Osservarono che il DNA non rinaturava tutto contemporaneamente: c’erano delle porzioni che
rinaturavano più facilmente, altre porzioni che rinaturavano invece più difficilmente.
All’inizio gli scienziati non si riuscivano a spiegarsi questo comportamento, ma si stabili che questo era
dovuto al fatto che all’interno del nostro DNA abbiamo tante sequenze ripetute e se ci sono più sequenze
ripetute è più facile che io trovo il mio complementare con una velocita di rinaturazione più alta.

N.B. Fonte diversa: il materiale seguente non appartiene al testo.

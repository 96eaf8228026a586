use async_trait::async_trait;
use log::{debug, warn};
use sqlx::mysql::{MySqlConnectOptions, MySqlPool, MySqlPoolOptions};
use sqlx::{Executor, MySql, Transaction};

use super::{MySqlConfig, SinkConnection, StorageSink, WriteMode, sql};
use crate::error::StoreError;
use crate::model::InstrumentRecord;

/// Server-backed backend (MySQL or MariaDB).
pub struct MySqlSink {
    config: MySqlConfig,
}

impl MySqlSink {
    pub fn new(config: MySqlConfig) -> Self {
        MySqlSink { config }
    }
}

#[async_trait]
impl StorageSink for MySqlSink {
    fn describe(&self) -> String {
        self.config.to_string()
    }

    async fn connect(&self) -> Result<Box<dyn SinkConnection>, StoreError> {
        let c = &self.config;
        let options = MySqlConnectOptions::new()
            .host(&c.host)
            .port(c.port)
            .username(&c.user)
            .password(&c.password)
            .database(&c.database);

        // One connection: the run owns it exclusively, and `connect_with`
        // opens it eagerly so bad credentials fail here.
        let pool = MySqlPoolOptions::new()
            .max_connections(1)
            .acquire_timeout(c.connect_timeout)
            .connect_with(options)
            .await
            .map_err(|e| StoreError::connection(self.describe(), e))?;

        debug!("connected to {}", self.describe());
        Ok(Box::new(MySqlSession {
            pool,
            tx: None,
            mode: None,
        }))
    }
}

struct MySqlSession {
    pool: MySqlPool,
    tx: Option<Transaction<'static, MySql>>,
    mode: Option<WriteMode>,
}

async fn detect_write_mode<'e, E>(executor: E) -> Result<WriteMode, StoreError>
where
    E: Executor<'e, Database = MySql>,
{
    let (batch_id_columns, unique_name_keys): (i64, i64) = sqlx::query_as(sql::MYSQL_TABLE_LAYOUT)
        .fetch_one(executor)
        .await
        .map_err(StoreError::schema)?;

    let mode = WriteMode::for_layout(batch_id_columns > 0, unique_name_keys > 0);
    if mode == WriteMode::Append {
        warn!("`options` table has no batch_id/unique instrument_name; appending rows");
    }
    Ok(mode)
}

#[async_trait]
impl SinkConnection for MySqlSession {
    async fn ensure_schema(&mut self) -> Result<(), StoreError> {
        // DDL commits implicitly in MySQL, so it runs outside the batch transaction.
        let query = sqlx::query(sql::MYSQL_CREATE_TABLE);
        let result = match self.tx.as_mut() {
            Some(tx) => query.execute(&mut **tx).await,
            None => query.execute(&self.pool).await,
        };
        result.map_err(StoreError::schema)?;

        let mode = match self.tx.as_mut() {
            Some(tx) => detect_write_mode(&mut **tx).await?,
            None => detect_write_mode(&self.pool).await?,
        };
        self.mode = Some(mode);
        Ok(())
    }

    async fn insert_batch(
        &mut self,
        batch_id: &str,
        records: &[InstrumentRecord],
    ) -> Result<usize, StoreError> {
        let mode = match self.mode {
            Some(mode) => mode,
            None => {
                let mode = match self.tx.as_mut() {
                    Some(tx) => detect_write_mode(&mut **tx).await?,
                    None => detect_write_mode(&self.pool).await?,
                };
                self.mode = Some(mode);
                mode
            }
        };

        let tx = match self.tx.take() {
            Some(tx) => tx,
            None => self
                .pool
                .begin()
                .await
                .map_err(|e| StoreError::transaction("begin", e))?,
        };
        let tx = self.tx.insert(tx);

        let mut written = 0;
        for record in records {
            let query = match mode {
                WriteMode::Upsert => sqlx::query(sql::MYSQL_UPSERT),
                WriteMode::Append => sqlx::query(sql::MYSQL_INSERT),
            };
            let query = query
                .bind(&record.instrument_name)
                .bind(record.strike)
                .bind(record.expiration_timestamp)
                .bind(record.option_type.as_str())
                .bind(record.min_trade_amount);
            let query = match mode {
                WriteMode::Upsert => query.bind(batch_id),
                WriteMode::Append => query,
            };
            query
                .execute(&mut **tx)
                .await
                .map_err(|e| StoreError::insert(&record.instrument_name, e))?;
            written += 1;
        }

        debug!("staged {written} rows for batch {batch_id} ({mode:?})");
        Ok(written)
    }

    async fn commit(self: Box<Self>) -> Result<(), StoreError> {
        let MySqlSession { pool, tx, .. } = *self;
        let result = match tx {
            Some(tx) => tx.commit().await.map_err(|e| StoreError::transaction("commit", e)),
            None => Ok(()),
        };
        pool.close().await;
        result
    }

    async fn rollback(self: Box<Self>) -> Result<(), StoreError> {
        let MySqlSession { pool, tx, .. } = *self;
        let result = match tx {
            Some(tx) => tx
                .rollback()
                .await
                .map_err(|e| StoreError::transaction("roll back", e)),
            None => Ok(()),
        };
        pool.close().await;
        result
    }
}
//! Pulls Deribit option instruments, keeps one expiration cohort, and
//! stores it in an `options` table (SQLite file or MySQL server).

pub mod error;
pub mod fetch;
pub mod filter;
pub mod model;
pub mod pipeline;
pub mod storage;

pub use error::{FetchError, PipelineError, StoreError};
pub use model::{InstrumentRecord, OptionType};
pub use pipeline::{Pipeline, PipelineConfig, PipelineState, RunReport};
//! Generic per-service KV store model (§3).

use serde_json::Value;

#[derive(Debug, Clone, Copy, PartialEq, Eq, Hash)]
pub enum StateType {
    Candidate,
    Cursor,
    Monitoring,
    Publication,
}

impl StateType {
    pub fn as_str(self) -> &'static str {
        match self {
            StateType::Candidate => "candidate",
            StateType::Cursor => "cursor",
            StateType::Monitoring => "monitoring",
            StateType::Publication => "publication",
        }
    }

    pub fn parse(s: &str) -> Option<Self> {
        match s {
            "candidate" => Some(StateType::Candidate),
            "cursor" => Some(StateType::Cursor),
            "monitoring" => Some(StateType::Monitoring),
            "publication" => Some(StateType::Publication),
            _ => None,
        }
    }
}

/// A `(service_name, state_type, state_key)` keyed JSON blob (§3). Used by
/// Finder for cursors, Validator for candidates, Synchronizer for
/// `last_synced_at`, and Monitor for publication timestamps.
#[derive(Debug, Clone)]
pub struct ServiceState {
    pub service_name: String,
    pub state_type: StateType,
    pub state_key: String,
    pub payload: Value,
    pub updated_at: i64,
}

impl ServiceState {
    pub fn new(
        service_name: impl Into<String>,
        state_type: StateType,
        state_key: impl Into<String>,
        payload: Value,
        updated_at: i64,
    ) -> Self {
        Self {
            service_name: service_name.into(),
            state_type,
            state_key: state_key.into(),
            payload,
            updated_at,
        }
    }
}

/// The payload shape stored for a Validator candidate (§3, §4.5).
#[derive(Debug, Clone, serde::Serialize, serde::Deserialize)]
pub struct CandidatePayload {
    pub network: String,
    pub failed_attempts: u32,
    pub discovered_at: i64,
}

Poi grazie ai sequenziamenti dei genomi, la prima bozza del sequenziamento del genoma umano risale al
2003 adesso più o meno si conoscono quasi tutte le regioni, si è visto che all’interno del DNA sono presenti:
Ripetizioni tandem: sono delle sequenze che si ripetono identiche o quasi e si distinguono in:
DNA satellite: che sono sequenze che vanno dalle 50 alle 100 kilobasi che si ripetono, e si
ripetono poche volte,
DNA minisatellite: che sono regioni di qualche kilobase
DNA microsatellite: sequenze molto corte che si ripete centinaia di volte
Ripetizioni disperse:
dovuti a trasposomi e sono sequenze che sono state trasposte da un punto all’altro del DNA e
quindi le troviamo ripetute, i trasposoni più frequenti nel DNA sono i “SINE” e i “LINE”.
Duplicazioni di segmenti
Copie inattive di geni retrotrasportati, pseudogeni.
È una variante genetica che deve essere presente almeno nell’1% della popolazione, è una variante che si
traduce in una variabile fenotipica.
Un farmaco può essere efficace in un paziente anziché in un altro, soprattutto nei chemioterapici, perché
magari si ha un polimorfismo in un gene correlato alla funzione di quel farmaco.